--- START ---
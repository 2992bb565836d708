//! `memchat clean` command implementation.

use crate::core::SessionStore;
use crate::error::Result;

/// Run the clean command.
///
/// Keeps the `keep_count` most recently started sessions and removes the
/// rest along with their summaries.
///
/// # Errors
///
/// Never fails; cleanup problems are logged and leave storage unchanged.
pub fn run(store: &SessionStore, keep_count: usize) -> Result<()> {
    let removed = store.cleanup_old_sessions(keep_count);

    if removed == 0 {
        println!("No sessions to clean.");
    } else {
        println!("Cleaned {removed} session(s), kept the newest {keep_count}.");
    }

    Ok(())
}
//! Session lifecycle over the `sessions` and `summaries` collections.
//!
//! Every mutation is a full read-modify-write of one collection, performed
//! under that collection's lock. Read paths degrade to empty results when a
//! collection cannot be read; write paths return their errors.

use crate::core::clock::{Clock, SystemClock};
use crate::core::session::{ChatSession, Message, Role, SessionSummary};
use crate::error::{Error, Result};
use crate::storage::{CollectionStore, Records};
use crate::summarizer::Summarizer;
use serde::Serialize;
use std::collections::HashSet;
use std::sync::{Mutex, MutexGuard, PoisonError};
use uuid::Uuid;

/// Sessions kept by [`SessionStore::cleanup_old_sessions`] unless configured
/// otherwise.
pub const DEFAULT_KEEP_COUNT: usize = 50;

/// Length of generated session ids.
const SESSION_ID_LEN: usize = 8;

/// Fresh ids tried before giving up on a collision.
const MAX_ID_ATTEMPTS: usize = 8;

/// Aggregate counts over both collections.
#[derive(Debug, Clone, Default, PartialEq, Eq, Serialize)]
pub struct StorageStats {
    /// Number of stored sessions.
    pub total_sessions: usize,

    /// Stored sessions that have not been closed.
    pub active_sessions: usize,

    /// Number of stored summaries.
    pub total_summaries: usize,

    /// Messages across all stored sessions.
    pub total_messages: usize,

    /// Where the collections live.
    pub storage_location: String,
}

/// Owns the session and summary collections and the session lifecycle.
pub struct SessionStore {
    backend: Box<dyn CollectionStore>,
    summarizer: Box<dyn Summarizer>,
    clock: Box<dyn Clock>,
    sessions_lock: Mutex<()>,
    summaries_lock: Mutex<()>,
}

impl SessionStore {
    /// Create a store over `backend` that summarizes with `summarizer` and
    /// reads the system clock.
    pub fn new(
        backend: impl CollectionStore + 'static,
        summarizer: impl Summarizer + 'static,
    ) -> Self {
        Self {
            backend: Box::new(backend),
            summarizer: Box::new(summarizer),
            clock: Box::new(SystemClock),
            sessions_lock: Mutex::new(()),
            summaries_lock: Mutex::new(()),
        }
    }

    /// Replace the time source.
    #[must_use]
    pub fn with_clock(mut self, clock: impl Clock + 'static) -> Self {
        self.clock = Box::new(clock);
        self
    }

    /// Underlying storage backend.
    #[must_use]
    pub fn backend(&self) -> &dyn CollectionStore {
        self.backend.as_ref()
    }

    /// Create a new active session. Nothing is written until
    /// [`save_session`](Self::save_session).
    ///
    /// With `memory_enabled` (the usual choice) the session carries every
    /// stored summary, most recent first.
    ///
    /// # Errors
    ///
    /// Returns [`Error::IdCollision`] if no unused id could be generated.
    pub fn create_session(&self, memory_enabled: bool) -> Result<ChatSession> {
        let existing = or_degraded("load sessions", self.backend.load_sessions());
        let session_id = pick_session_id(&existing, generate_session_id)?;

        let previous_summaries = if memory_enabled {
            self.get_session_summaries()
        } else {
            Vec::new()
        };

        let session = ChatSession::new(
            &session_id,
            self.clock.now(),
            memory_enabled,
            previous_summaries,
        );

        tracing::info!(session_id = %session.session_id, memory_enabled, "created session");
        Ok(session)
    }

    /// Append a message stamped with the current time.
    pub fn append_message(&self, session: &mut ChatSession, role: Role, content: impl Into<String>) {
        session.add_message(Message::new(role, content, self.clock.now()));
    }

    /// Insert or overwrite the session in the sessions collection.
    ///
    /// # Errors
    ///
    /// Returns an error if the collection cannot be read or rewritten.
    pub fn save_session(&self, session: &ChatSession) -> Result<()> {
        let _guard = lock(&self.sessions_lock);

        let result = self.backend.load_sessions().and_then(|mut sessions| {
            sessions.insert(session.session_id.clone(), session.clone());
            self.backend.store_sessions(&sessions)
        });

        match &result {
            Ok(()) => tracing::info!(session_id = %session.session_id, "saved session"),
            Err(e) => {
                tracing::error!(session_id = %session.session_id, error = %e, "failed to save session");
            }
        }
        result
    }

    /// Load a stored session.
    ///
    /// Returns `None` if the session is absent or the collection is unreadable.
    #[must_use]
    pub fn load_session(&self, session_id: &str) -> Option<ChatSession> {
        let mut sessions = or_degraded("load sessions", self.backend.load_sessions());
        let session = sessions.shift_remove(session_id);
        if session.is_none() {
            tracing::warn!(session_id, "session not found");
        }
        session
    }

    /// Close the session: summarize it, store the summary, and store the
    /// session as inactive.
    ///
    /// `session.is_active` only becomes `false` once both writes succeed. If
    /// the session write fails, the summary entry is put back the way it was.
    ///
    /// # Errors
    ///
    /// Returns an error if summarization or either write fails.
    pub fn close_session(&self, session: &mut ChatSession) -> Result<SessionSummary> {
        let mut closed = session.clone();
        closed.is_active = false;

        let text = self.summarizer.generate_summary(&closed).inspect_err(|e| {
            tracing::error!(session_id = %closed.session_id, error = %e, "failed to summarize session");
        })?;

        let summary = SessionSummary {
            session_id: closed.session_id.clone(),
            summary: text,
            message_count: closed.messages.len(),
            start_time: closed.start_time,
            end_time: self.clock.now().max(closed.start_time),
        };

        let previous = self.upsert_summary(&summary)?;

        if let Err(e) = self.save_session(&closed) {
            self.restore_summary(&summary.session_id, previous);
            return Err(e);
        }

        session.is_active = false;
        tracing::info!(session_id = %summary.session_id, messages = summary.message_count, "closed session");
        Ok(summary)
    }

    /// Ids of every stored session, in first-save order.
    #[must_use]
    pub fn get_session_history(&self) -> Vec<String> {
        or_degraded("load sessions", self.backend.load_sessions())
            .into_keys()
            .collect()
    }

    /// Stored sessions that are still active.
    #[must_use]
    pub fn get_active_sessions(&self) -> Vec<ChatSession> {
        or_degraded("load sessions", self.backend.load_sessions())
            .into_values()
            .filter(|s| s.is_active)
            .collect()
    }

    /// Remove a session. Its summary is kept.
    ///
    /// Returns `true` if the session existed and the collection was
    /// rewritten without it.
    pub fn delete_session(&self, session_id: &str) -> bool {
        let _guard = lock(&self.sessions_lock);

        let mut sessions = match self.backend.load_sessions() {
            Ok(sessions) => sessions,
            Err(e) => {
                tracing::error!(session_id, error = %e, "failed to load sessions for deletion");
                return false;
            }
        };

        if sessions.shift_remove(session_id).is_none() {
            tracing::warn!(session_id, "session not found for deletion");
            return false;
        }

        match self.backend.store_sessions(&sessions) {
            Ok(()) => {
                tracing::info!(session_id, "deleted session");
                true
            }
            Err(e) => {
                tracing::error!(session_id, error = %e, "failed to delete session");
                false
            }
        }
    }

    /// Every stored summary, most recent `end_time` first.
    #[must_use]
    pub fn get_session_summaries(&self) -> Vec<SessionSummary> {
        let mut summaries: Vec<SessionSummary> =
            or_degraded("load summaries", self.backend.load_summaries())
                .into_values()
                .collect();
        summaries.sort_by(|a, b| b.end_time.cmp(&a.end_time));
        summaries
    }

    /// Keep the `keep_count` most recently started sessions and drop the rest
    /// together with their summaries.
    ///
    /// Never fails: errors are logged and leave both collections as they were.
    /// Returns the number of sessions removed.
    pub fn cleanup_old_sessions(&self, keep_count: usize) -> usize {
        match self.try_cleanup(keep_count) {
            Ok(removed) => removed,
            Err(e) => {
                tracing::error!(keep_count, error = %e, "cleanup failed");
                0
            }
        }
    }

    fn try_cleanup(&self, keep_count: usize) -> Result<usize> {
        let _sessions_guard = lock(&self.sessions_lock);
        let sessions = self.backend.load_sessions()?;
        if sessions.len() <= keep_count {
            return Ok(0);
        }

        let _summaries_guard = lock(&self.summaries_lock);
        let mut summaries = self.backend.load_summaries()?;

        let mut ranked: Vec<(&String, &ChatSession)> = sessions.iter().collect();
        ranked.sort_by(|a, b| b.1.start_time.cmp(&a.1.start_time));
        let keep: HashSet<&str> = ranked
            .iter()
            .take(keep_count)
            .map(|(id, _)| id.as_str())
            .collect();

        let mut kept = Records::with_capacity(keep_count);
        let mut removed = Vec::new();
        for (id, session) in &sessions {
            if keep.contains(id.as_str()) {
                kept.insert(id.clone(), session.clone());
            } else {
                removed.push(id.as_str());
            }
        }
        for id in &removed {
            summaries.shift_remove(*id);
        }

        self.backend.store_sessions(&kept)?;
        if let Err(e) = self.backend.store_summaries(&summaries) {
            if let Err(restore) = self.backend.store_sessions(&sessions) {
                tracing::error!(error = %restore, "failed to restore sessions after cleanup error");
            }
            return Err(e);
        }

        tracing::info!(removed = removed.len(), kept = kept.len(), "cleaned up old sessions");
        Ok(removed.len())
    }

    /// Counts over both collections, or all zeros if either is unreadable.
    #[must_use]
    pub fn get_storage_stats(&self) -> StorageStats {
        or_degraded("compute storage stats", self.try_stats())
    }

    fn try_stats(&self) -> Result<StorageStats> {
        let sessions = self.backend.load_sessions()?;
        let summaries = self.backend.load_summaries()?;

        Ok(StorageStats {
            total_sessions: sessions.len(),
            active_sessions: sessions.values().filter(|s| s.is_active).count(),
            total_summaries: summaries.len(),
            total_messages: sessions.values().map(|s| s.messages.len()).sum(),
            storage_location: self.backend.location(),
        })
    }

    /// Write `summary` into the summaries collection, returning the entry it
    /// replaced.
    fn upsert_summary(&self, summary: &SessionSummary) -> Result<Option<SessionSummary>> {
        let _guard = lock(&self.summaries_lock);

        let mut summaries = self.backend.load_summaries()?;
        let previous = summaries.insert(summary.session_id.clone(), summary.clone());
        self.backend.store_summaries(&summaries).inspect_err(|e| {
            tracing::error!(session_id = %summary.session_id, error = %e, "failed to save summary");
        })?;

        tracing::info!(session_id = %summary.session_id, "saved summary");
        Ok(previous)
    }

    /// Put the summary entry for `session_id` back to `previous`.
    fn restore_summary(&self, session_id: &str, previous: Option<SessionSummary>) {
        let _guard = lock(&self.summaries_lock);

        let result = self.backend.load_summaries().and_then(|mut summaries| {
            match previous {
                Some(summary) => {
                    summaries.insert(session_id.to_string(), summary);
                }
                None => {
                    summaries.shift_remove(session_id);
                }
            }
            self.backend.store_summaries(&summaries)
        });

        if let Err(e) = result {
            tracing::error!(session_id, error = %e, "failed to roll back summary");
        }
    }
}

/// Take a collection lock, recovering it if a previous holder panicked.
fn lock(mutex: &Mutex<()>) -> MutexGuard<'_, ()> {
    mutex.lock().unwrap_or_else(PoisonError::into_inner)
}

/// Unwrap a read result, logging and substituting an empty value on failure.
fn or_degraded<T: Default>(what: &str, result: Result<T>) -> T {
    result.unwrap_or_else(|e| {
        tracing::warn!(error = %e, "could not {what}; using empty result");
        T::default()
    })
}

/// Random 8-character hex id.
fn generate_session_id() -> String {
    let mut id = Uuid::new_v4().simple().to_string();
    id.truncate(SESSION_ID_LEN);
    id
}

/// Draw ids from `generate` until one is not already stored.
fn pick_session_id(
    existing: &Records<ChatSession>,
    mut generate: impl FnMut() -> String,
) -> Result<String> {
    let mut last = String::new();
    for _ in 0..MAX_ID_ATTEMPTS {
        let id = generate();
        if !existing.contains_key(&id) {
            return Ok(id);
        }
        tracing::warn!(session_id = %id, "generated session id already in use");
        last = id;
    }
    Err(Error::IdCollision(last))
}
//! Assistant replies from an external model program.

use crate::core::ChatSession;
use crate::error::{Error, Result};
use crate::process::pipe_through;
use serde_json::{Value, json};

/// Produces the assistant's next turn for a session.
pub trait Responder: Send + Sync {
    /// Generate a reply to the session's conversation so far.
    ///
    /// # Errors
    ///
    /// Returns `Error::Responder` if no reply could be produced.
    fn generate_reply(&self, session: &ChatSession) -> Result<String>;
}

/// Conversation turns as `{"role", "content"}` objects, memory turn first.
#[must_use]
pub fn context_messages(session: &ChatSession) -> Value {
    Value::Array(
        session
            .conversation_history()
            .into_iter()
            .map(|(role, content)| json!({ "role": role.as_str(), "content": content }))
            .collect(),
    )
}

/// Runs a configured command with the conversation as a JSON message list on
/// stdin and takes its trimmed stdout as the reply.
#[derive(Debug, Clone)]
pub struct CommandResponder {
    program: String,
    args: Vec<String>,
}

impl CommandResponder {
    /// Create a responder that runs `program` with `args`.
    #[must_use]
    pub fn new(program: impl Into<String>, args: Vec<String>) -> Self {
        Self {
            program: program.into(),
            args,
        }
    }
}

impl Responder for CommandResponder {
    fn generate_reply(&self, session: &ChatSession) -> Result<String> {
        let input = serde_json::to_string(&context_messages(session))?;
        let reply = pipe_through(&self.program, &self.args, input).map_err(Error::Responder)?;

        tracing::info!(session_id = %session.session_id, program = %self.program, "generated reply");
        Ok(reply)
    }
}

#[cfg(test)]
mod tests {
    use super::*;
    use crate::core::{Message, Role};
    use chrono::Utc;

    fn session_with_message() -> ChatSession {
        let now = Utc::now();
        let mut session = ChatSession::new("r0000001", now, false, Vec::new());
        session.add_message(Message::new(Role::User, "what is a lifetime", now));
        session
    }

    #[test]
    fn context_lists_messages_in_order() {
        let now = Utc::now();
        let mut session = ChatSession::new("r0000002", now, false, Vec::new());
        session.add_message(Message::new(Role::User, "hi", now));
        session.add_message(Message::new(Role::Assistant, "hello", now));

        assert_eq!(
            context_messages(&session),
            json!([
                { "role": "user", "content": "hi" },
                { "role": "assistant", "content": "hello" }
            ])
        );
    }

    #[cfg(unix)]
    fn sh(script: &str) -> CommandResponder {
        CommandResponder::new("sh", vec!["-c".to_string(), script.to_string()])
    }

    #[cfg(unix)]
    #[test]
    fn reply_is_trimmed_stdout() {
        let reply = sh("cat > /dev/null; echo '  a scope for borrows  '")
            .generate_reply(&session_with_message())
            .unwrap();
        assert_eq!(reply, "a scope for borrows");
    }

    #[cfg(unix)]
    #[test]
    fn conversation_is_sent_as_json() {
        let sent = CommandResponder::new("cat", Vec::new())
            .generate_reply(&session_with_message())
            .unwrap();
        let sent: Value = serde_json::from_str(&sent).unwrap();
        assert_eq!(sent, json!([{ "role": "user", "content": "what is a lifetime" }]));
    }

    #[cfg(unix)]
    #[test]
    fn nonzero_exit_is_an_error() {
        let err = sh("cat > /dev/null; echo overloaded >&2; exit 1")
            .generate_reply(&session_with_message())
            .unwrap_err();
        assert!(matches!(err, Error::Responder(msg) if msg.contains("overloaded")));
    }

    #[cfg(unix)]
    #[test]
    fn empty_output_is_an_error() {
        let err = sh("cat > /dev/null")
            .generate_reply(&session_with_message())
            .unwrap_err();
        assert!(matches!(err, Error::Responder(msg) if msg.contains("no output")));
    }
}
--- END ---
Your answer should be only a number: how many lines of the data above contain the string "IdCollision"?

2